鍋が沸くとまずは豆腐と野菜を投入します。こんなに一人で食べきれないでしょと思うくらいの量の野菜たちは、完全に鍋の容量をオーバーしていて、日本昔話に登場する山盛りご飯のようなってしまっていました。
私はコンロの前に立ったまま右手に菜箸を持ち、左手にはハイボールを持ち、鍋から溢れそうな野菜たちを菜箸で突っつきながら今日一日の出来事を思い返していました。
昨日の納品時にオリーブオイルを持ってくるのを忘れた乾物屋さんが、すいませんの一言も言わずに新商品のチラシを置いていったことや、掛け売りで注文したはずのワインが代引きで届いたことや、有機野菜の段ボールの中から違うお店の納品書が出てきりしたことです。
今日は全体的に歯車が少しずれていて、モヤモヤとした印象の一日でした。
そんなことを考えているうちに、あれだけ山盛りになっていた野菜たちは、まるでカタツムリが殻の中に隠れてしまったかのように、いつの間にかすっかり鍋の中に収まっていました。
私は白菜が柔らかくなった頃合いを見計らって、しゃぶしゃぶ用の豚肉を一枚ずつ剥がしながら、お岩さんのように「1枚、2枚、3枚」と独り言を言いながら鍋に入れていきます。
8枚あったお肉を全部鍋に入れてしまうと、私は野菜が入っていたボウルと豚肉が入っていたパックを洗います。その間にお肉にちょうどよく火が入り、洗い物が終わるのと同時に鍋が完成するという計算です。
計算通りに鍋が完成すると、私は新しいハイボールをもう一杯作り、鍋をどんぶりによそってテーブルの所定の位置に着きました。
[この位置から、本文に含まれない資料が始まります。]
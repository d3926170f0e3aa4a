//! The SQL surface this crate owns: assignment expressions, row filters,
//! and the single-statement shape every maintenance action reduces to:
//!
//! ```sql
//! UPDATE target SET col1 = expr1, col2 = expr2 WHERE filter
//! ```
//!
//! Expressions are kept structured ([`SetExpr`]) rather than as text so
//! executors can either render them ([`UpdateStatement::to_sql`] produces
//! `$n`-placeholder SQL plus the parameter vector) or interpret them
//! directly, as the in-memory store does.

use serde::{Deserialize, Serialize};

use crate::value::Scalar;

/// Quote a SQL identifier, doubling embedded quotes.
pub fn quote_ident(name: &str) -> String {
    format!("\"{}\"", name.replace('"', "\"\""))
}

/// Aggregate functions used in recomputation subqueries.
#[derive(Debug, Clone, Copy, PartialEq, Eq, Serialize, Deserialize)]
pub enum AggFunc {
    Count,
    Sum,
    Avg,
    Max,
    Min,
}

impl AggFunc {
    pub fn sql_name(&self) -> &'static str {
        match self {
            AggFunc::Count => "count",
            AggFunc::Sum => "sum",
            AggFunc::Avg => "avg",
            AggFunc::Max => "max",
            AggFunc::Min => "min",
        }
    }
}

/// Which extreme a two-argument combining expression keeps.
#[derive(Debug, Clone, Copy, PartialEq, Eq, Serialize, Deserialize)]
pub enum ExtremumKind {
    Max,
    Min,
}

impl ExtremumKind {
    /// Scalar function name, also the name probed for backend support.
    pub fn fn_name(&self) -> &'static str {
        match self {
            ExtremumKind::Max => "max",
            ExtremumKind::Min => "min",
        }
    }

    /// Comparator for the portable CASE form: the candidate wins when
    /// `current {cmp} candidate` holds.
    fn case_cmp(&self) -> &'static str {
        match self {
            ExtremumKind::Max => "<",
            ExtremumKind::Min => ">",
        }
    }
}

/// Right-hand side of one `SET column = ...` assignment.
#[derive(Debug, Clone, PartialEq)]
pub enum SetExpr {
    /// Inline SQL literal.
    Literal(Scalar),
    /// Bound parameter.
    Bind(Scalar),
    /// A column of the table being updated.
    Column(String),
    Coalesce(Box<SetExpr>, Box<SetExpr>),
    Add(Box<SetExpr>, Box<SetExpr>),
    Sub(Box<SetExpr>, Box<SetExpr>),
    /// Two-argument max/min. `native` selects the scalar function form;
    /// otherwise the portable `CASE WHEN` substitute is rendered.
    Extremum {
        kind: ExtremumKind,
        native: bool,
        current: Box<SetExpr>,
        candidate: Box<SetExpr>,
    },
    /// Correlated recomputation subquery over the child table.
    Recalc(RecalcQuery),
}

impl SetExpr {
    pub fn column(name: impl Into<String>) -> SetExpr {
        SetExpr::Column(name.into())
    }

    pub fn bind(value: impl Into<Scalar>) -> SetExpr {
        SetExpr::Bind(value.into())
    }

    /// `coalesce(column, 0)` — the NULL-as-zero view of a stored
    /// Sum/Count aggregate.
    pub fn target_or_zero(column: &str) -> SetExpr {
        SetExpr::Coalesce(
            Box::new(SetExpr::Column(column.to_string())),
            Box::new(SetExpr::Literal(Scalar::Int(0))),
        )
    }

    pub fn add(lhs: SetExpr, rhs: SetExpr) -> SetExpr {
        SetExpr::Add(Box::new(lhs), Box::new(rhs))
    }

    pub fn sub(lhs: SetExpr, rhs: SetExpr) -> SetExpr {
        SetExpr::Sub(Box::new(lhs), Box::new(rhs))
    }

    /// Render to SQL text, appending bound values to `params`.
    pub fn render(&self, params: &mut Vec<Scalar>) -> String {
        match self {
            SetExpr::Literal(v) => v.to_sql_literal(),
            SetExpr::Bind(v) => {
                params.push(v.clone());
                format!("${}", params.len())
            }
            SetExpr::Column(c) => quote_ident(c),
            SetExpr::Coalesce(a, b) => {
                format!("coalesce({}, {})", a.render(params), b.render(params))
            }
            SetExpr::Add(a, b) => format!("{} + {}", a.render(params), b.render(params)),
            SetExpr::Sub(a, b) => format!("{} - {}", a.render(params), b.render(params)),
            SetExpr::Extremum {
                kind,
                native,
                current,
                candidate,
            } => {
                if *native {
                    format!(
                        "{}({}, {})",
                        kind.fn_name(),
                        current.render(params),
                        candidate.render(params),
                    )
                } else {
                    // Rendering the operands more than once duplicates their
                    // bound values; each occurrence gets its own placeholder.
                    let probe = current.render(params);
                    let cur = current.render(params);
                    let cand = candidate.render(params);
                    let win = candidate.render(params);
                    let keep = current.render(params);
                    format!(
                        "CASE WHEN {probe} IS NULL OR {cur} {} {cand} THEN {win} ELSE {keep} END",
                        kind.case_cmp(),
                    )
                }
            }
            SetExpr::Recalc(q) => q.render(params),
        }
    }
}

/// `(SELECT func(arg) FROM child WHERE filter)` — full recomputation of
/// one aggregate for one group.
#[derive(Debug, Clone, PartialEq)]
pub struct RecalcQuery {
    pub func: AggFunc,
    /// Aggregated column; `None` means `count(*)`.
    pub source: Option<String>,
    pub child_table: String,
    pub filter: BoundFilter,
}

impl RecalcQuery {
    fn render(&self, params: &mut Vec<Scalar>) -> String {
        let arg = match &self.source {
            Some(col) => quote_ident(col),
            None => "*".to_string(),
        };
        format!(
            "(SELECT {}({arg}) FROM {} WHERE {})",
            self.func.sql_name(),
            quote_ident(&self.child_table),
            self.filter.render(params),
        )
    }
}

/// A row-selecting predicate before binding. Stored once per rule group.
#[derive(Debug, Clone, PartialEq, Eq)]
pub enum FilterSpec {
    /// `column = :attribute` — the foreign-key-derived form.
    KeyEquals { column: String, attribute: String },
    /// Rewritten custom filter: SQL with `:name` markers plus the instance
    /// attributes to bind, in order. An empty `params` list means the SQL
    /// is fully correlated and used verbatim.
    Custom { sql: String, params: Vec<String> },
}

impl FilterSpec {
    /// Instance attributes this filter binds.
    pub fn params(&self) -> Vec<&str> {
        match self {
            FilterSpec::KeyEquals { attribute, .. } => vec![attribute.as_str()],
            FilterSpec::Custom { params, .. } => params.iter().map(String::as_str).collect(),
        }
    }
}

/// A [`FilterSpec`] with its parameter values resolved from the instance.
#[derive(Debug, Clone, PartialEq)]
pub struct BoundFilter {
    pub spec: FilterSpec,
    /// `(attribute, value)` pairs, parallel to `spec.params()`.
    pub values: Vec<(String, Scalar)>,
}

impl BoundFilter {
    pub fn render(&self, params: &mut Vec<Scalar>) -> String {
        match &self.spec {
            FilterSpec::KeyEquals { column, .. } => {
                let value = self
                    .values
                    .first()
                    .map(|(_, v)| v.clone())
                    .unwrap_or_default();
                params.push(value);
                format!("{} = ${}", quote_ident(column), params.len())
            }
            FilterSpec::Custom { sql, .. } => {
                let mut rendered = sql.clone();
                // Longest names first so `:block` never clobbers `:block_id`.
                let mut ordered: Vec<&(String, Scalar)> = self.values.iter().collect();
                ordered.sort_by_key(|(name, _)| std::cmp::Reverse(name.len()));
                for (name, value) in ordered {
                    params.push(value.clone());
                    rendered = rendered.replace(&format!(":{name}"), &format!("${}", params.len()));
                }
                rendered
            }
        }
    }
}

/// One merged maintenance statement for a rule group.
#[derive(Debug, Clone, PartialEq)]
pub struct UpdateStatement {
    pub table: String,
    pub assignments: Vec<(String, SetExpr)>,
    pub filter: BoundFilter,
}

impl UpdateStatement {
    /// Render to `$n`-placeholder SQL plus the parameter vector.
    pub fn to_sql(&self) -> (String, Vec<Scalar>) {
        let mut params = Vec::new();
        let sets: Vec<String> = self
            .assignments
            .iter()
            .map(|(col, expr)| format!("{} = {}", quote_ident(col), expr.render(&mut params)))
            .collect();
        let where_sql = self.filter.render(&mut params);
        let sql = format!(
            "UPDATE {} SET {} WHERE {}",
            quote_ident(&self.table),
            sets.join(", "),
            where_sql,
        );
        (sql, params)
    }
}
できたての鍋を一口頬張ると、あまりの熱さに「あふい、あふい」と謎の小さな吐息が漏れてしまいます。
私はすかさずハイボールを口に含み、ごくりとそれを飲み込むと、体からすーっと力が抜けていくのを感じました。
鍋を一口食べたら腹の虫が思い出したように鳴き始めたので、私は無心で鍋を貪り尽くしました。
そしてあっという間に鍋を食べ終えてしまうと、すっかり食欲も満たされて、体が奥の方からポカポカとしてきて、さっきまでのモヤモヤは嘘のように消えているのでした。
秋の夜長に食べる一人鍋は、どうやら私の心を慰めてくれたようです。